→ TASK INPUTS
//! Organic caves joined by narrow, winding corridors.
//!
//! Noise is seeded, roughened by random single-cell flips, smoothed and
//! patched, then split into caves. Caves outside the size limits are filled
//! back in. Corridors are then tunnelled outward from the connected caves
//! (or from earlier corridors) until every cave has been reached or the
//! attempt budget runs out.

use bevy::prelude::*;
use rand::Rng;
use serde::{Deserialize, Serialize};

use crate::config::{check_dimensions, check_range};
use crate::directions::{CardinalDirection, FOUR_DIRECTIONS, NINE_DIRECTIONS};
use crate::error::MapGenError;
use crate::map::{Map, TileType};
use crate::regions::find_regions;
use crate::rng::GameRng;

use super::MapBuilder;

const SMOOTHING_PASSES: usize = 5;

#[derive(Clone, Copy, Debug, PartialEq, Eq, Serialize, Deserialize)]
#[serde(default)]
pub struct CaveSettings {
    /// A flipped cell opens when more than this many of its 3x3 block are open.
    pub neighbours: i32,
    pub iterations: i32,
    /// Percent chance that an interior cell starts open.
    pub close_tile_prob: i32,
    /// Caves of this size or smaller are filled in.
    pub lower_limit: usize,
    /// Caves larger than this are filled in.
    pub upper_limit: usize,
    /// Open cells with at least this many walled sides are closed while smoothing.
    pub empty_neighbours: i32,
    /// Walls with at least this many open sides are opened when filling holes.
    pub empty_tile_neighbours: i32,
    /// Lateral clearance a corridor keeps from open tiles.
    pub corridor_space: i32,
    pub corridor_max_turns: i32,
    pub corridor_min: i32,
    pub corridor_max: i32,
    /// Percent chance of starting a corridor from a cave rather than from an
    /// earlier corridor, once corridors exist.
    pub corridor_branch_chance: i32,
    /// Corridor attempts allowed before giving up.
    pub break_out: i32,
}

impl Default for CaveSettings {
    fn default() -> Self {
        Self {
            neighbours: 4,
            iterations: 50000,
            close_tile_prob: 45,
            lower_limit: 16,
            upper_limit: 500,
            empty_neighbours: 3,
            empty_tile_neighbours: 4,
            corridor_space: 2,
            corridor_max_turns: 10,
            corridor_min: 2,
            corridor_max: 5,
            corridor_branch_chance: 50,
            break_out: 100000,
        }
    }
}

impl CaveSettings {
    pub fn validate(&self, width: i32, height: i32) -> Result<(), MapGenError> {
        check_range("neighbours", self.neighbours, 0, 9)?;
        check_range("iterations", self.iterations, 0, i32::MAX)?;
        check_range("close_tile_prob", self.close_tile_prob, 0, 100)?;
        if self.lower_limit >= self.upper_limit {
            return Err(MapGenError::parameter(
                "lower_limit",
                format!("must be below upper_limit ({})", self.upper_limit),
            ));
        }
        check_range("empty_neighbours", self.empty_neighbours, 0, 4)?;
        check_range("empty_tile_neighbours", self.empty_tile_neighbours, 0, 4)?;
        check_range("corridor_space", self.corridor_space, 0, i32::MAX)?;
        check_range("corridor_max_turns", self.corridor_max_turns, 0, i32::MAX)?;
        check_range("corridor_min", self.corridor_min, 1, self.corridor_max)?;
        check_range("corridor_branch_chance", self.corridor_branch_chance, 0, 100)?;
        check_range("break_out", self.break_out, 0, i32::MAX)?;
        check_dimensions(width, height, 3, 3)
    }
}

/// Where a corridor attempt starts and the way it first heads.
#[derive(Clone, Copy, Debug)]
struct CorridorStart {
    point: (i32, i32),
    direction: CardinalDirection,
}

pub struct CaveBuilder {
    width: i32,
    height: i32,
    settings: CaveSettings,
    caves_connected: bool,
}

→ PROBLEM TO WORK ON
Copy all data exactly, start to finish.

→ SOLUTION FOR THIS TASK
//! Organic caves joined by narrow, winding corridors.
//!
//! Noise is seeded, roughened by random single-cell flips, smoothed and
//! patched, then split into caves. Caves outside the size limits are filled
//! back in. Corridors are then tunnelled outward from the connected caves
//! (or from earlier corridors) until every cave has been reached or the
//! attempt budget runs out.

use bevy::prelude::*;
use rand::Rng;
use serde::{Deserialize, Serialize};

use crate::config::{check_dimensions, check_range};
use crate::directions::{CardinalDirection, FOUR_DIRECTIONS, NINE_DIRECTIONS};
use crate::error::MapGenError;
use crate::map::{Map, TileType};
use crate::regions::find_regions;
use crate::rng::GameRng;

use super::MapBuilder;

const SMOOTHING_PASSES: usize = 5;

#[derive(Clone, Copy, Debug, PartialEq, Eq, Serialize, Deserialize)]
#[serde(default)]
pub struct CaveSettings {
    /// A flipped cell opens when more than this many of its 3x3 block are open.
    pub neighbours: i32,
    pub iterations: i32,
    /// Percent chance that an interior cell starts open.
    pub close_tile_prob: i32,
    /// Caves of this size or smaller are filled in.
    pub lower_limit: usize,
    /// Caves larger than this are filled in.
    pub upper_limit: usize,
    /// Open cells with at least this many walled sides are closed while smoothing.
    pub empty_neighbours: i32,
    /// Walls with at least this many open sides are opened when filling holes.
    pub empty_tile_neighbours: i32,
    /// Lateral clearance a corridor keeps from open tiles.
    pub corridor_space: i32,
    pub corridor_max_turns: i32,
    pub corridor_min: i32,
    pub corridor_max: i32,
    /// Percent chance of starting a corridor from a cave rather than from an
    /// earlier corridor, once corridors exist.
    pub corridor_branch_chance: i32,
    /// Corridor attempts allowed before giving up.
    pub break_out: i32,
}

impl Default for CaveSettings {
    fn default() -> Self {
        Self {
            neighbours: 4,
            iterations: 50000,
            close_tile_prob: 45,
            lower_limit: 16,
            upper_limit: 500,
            empty_neighbours: 3,
            empty_tile_neighbours: 4,
            corridor_space: 2,
            corridor_max_turns: 10,
            corridor_min: 2,
            corridor_max: 5,
            corridor_branch_chance: 50,
            break_out: 100000,
        }
    }
}

impl CaveSettings {
    pub fn validate(&self, width: i32, height: i32) -> Result<(), MapGenError> {
        check_range("neighbours", self.neighbours, 0, 9)?;
        check_range("iterations", self.iterations, 0, i32::MAX)?;
        check_range("close_tile_prob", self.close_tile_prob, 0, 100)?;
        if self.lower_limit >= self.upper_limit {
            return Err(MapGenError::parameter(
                "lower_limit",
                format!("must be below upper_limit ({})", self.upper_limit),
            ));
        }
        check_range("empty_neighbours", self.empty_neighbours, 0, 4)?;
        check_range("empty_tile_neighbours", self.empty_tile_neighbours, 0, 4)?;
        check_range("corridor_space", self.corridor_space, 0, i32::MAX)?;
        check_range("corridor_max_turns", self.corridor_max_turns, 0, i32::MAX)?;
        check_range("corridor_min", self.corridor_min, 1, self.corridor_max)?;
        check_range("corridor_branch_chance", self.corridor_branch_chance, 0, 100)?;
        check_range("break_out", self.break_out, 0, i32::MAX)?;
        check_dimensions(width, height, 3, 3)
    }
}

/// Where a corridor attempt starts and the way it first heads.
#[derive(Clone, Copy, Debug)]
struct CorridorStart {
    point: (i32, i32),
    direction: CardinalDirection,
}

pub struct CaveBuilder {
    width: i32,
    height: i32,
    settings: CaveSettings,
    caves_connected: bool,
}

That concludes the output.